Source data:
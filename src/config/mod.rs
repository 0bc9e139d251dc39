mod ensemble_config;
mod esvm_params;

use schemars::JsonSchema;
use serde::{Deserialize, Serialize};

pub use ensemble_config::{
    EnsembleConfig, FeatureNormalizationConfig, ScoreNormalization, config_schema,
};
pub use esvm_params::EsvmParams;

/// Empty parameter object for tagged variants that take no settings.
#[derive(Debug, Clone, Serialize, Deserialize, JsonSchema, Default, PartialEq)]
pub struct NoParams {}
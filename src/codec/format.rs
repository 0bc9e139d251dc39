use schemars::JsonSchema;
use serde::{Deserialize, Serialize};
use strum_macros::{Display, EnumIter, EnumMessage, EnumString, IntoStaticStr};

use crate::codec::{BinaryCodec, ModelCodec, SampleCodec, TextCodec};

/// On-disk encoding of datasets and models. Always chosen explicitly.
#[derive(
    Debug,
    Clone,
    Copy,
    PartialEq,
    Eq,
    Hash,
    Default,
    Serialize,
    Deserialize,
    JsonSchema,
    Display,
    EnumIter,
    EnumString,
    EnumMessage,
    IntoStaticStr,
)]
#[serde(rename_all = "kebab-case")]
#[strum(serialize_all = "kebab-case")]
pub enum DataFormat {
    #[strum(message = "Text", detailed_message = "Line-oriented, human readable.")]
    Text,
    #[default]
    #[strum(message = "Binary", detailed_message = "Little-endian records behind a magic header.")]
    Binary,
}

impl DataFormat {
    pub fn sample_codec(self) -> &'static dyn SampleCodec {
        match self {
            DataFormat::Text => &TextCodec,
            DataFormat::Binary => &BinaryCodec,
        }
    }

    pub fn model_codec(self) -> &'static dyn ModelCodec {
        match self {
            DataFormat::Text => &TextCodec,
            DataFormat::Binary => &BinaryCodec,
        }
    }

    pub fn extension(self) -> &'static str {
        match self {
            DataFormat::Text => "txt",
            DataFormat::Binary => "bin",
        }
    }
}
use crate::core::FeatureVector;
use crate::error::{EsvmError, Result};
use crate::normalization::discovery::find_for_values;
use crate::normalization::{NormMethod, NormParams};

#[inline]
fn clip_unit(y: f64, clip: bool) -> f64 {
    if clip { y.clamp(0.0, 1.0) } else { y }
}

/// `(x - min) / (max - min)`, optionally clipped to `[0, 1]`.
pub fn normalize_min_max(x: f64, min: f64, max: f64, clip: bool) -> Result<f64> {
    if !(max > min) {
        return Err(EsvmError::DegenerateRange {
            method: NormMethod::MinMax,
            first: min,
            second: max,
        });
    }
    Ok(clip_unit((x - min) / (max - min), clip))
}

/// `0.5 + (x - mean) / (6 * stddev)`, optionally clipped to `[0, 1]`.
///
/// A value three standard deviations below the mean lands on `0`, three above
/// on `1`.
pub fn normalize_z_score(x: f64, mean: f64, stddev: f64, clip: bool) -> Result<f64> {
    if stddev == 0.0 || stddev.is_nan() {
        return Err(EsvmError::DegenerateRange {
            method: NormMethod::ZScore,
            first: mean,
            second: stddev,
        });
    }
    Ok(clip_unit(0.5 + (x - mean) / (6.0 * stddev), clip))
}

/// Applies one parameter pair to every element.
pub fn normalize_over_all(
    features: &[f64],
    params: &NormParams,
    clip: bool,
) -> Result<FeatureVector> {
    params.validate()?;
    features.iter().map(|&x| params.apply(x, clip)).collect()
}

/// Normalizes a vector with parameters discovered from the vector itself.
pub fn normalize_over_all_self(
    features: &[f64],
    method: NormMethod,
    clip: bool,
) -> Result<FeatureVector> {
    let params = find_for_values(features, method)?;
    normalize_over_all(features, &params, clip)
}

/// Applies `(first[i], second[i])` to feature `i`.
pub fn normalize_per_feature(
    features: &[f64],
    method: NormMethod,
    first: &[f64],
    second: &[f64],
    clip: bool,
) -> Result<FeatureVector> {
    if first.len() != second.len() {
        return Err(EsvmError::DimensionMismatch {
            expected: first.len(),
            actual: second.len(),
        });
    }
    if first.len() != features.len() {
        return Err(EsvmError::DimensionMismatch {
            expected: first.len(),
            actual: features.len(),
        });
    }

    features
        .iter()
        .zip(first.iter().zip(second))
        .map(|(&x, (&a, &b))| match method {
            NormMethod::MinMax => normalize_min_max(x, a, b, clip),
            NormMethod::ZScore => normalize_z_score(x, a, b, clip),
        })
        .collect()
}
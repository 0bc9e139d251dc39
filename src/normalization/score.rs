use crate::error::Result;
use crate::normalization::discovery::find_for_values;
use crate::normalization::functions::normalize_over_all;
use crate::normalization::{NormMethod, NormParams};

/// Calibrates score normalization parameters over a population of scores.
pub fn find_score_params(scores: &[f64], method: NormMethod) -> Result<NormParams> {
    find_for_values(scores, method)
}

pub fn normalize_scores(scores: &[f64], params: &NormParams, clip: bool) -> Result<Vec<f64>> {
    normalize_over_all(scores, params, clip)
}

/// Maps a decision score on a `±1` scale to a `[0, 1]` similarity.
#[inline]
pub fn normalize_class_score_to_similarity(score: f64) -> f64 {
    (score + 1.0) / 2.0
}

▸ WORK TASK: Return every line of the preceding records in which the word "parameters" appears.

▸ EXPECTED ANSWER:
/// Normalizes a vector with parameters discovered from the vector itself.
/// Calibrates score normalization parameters over a population of scores.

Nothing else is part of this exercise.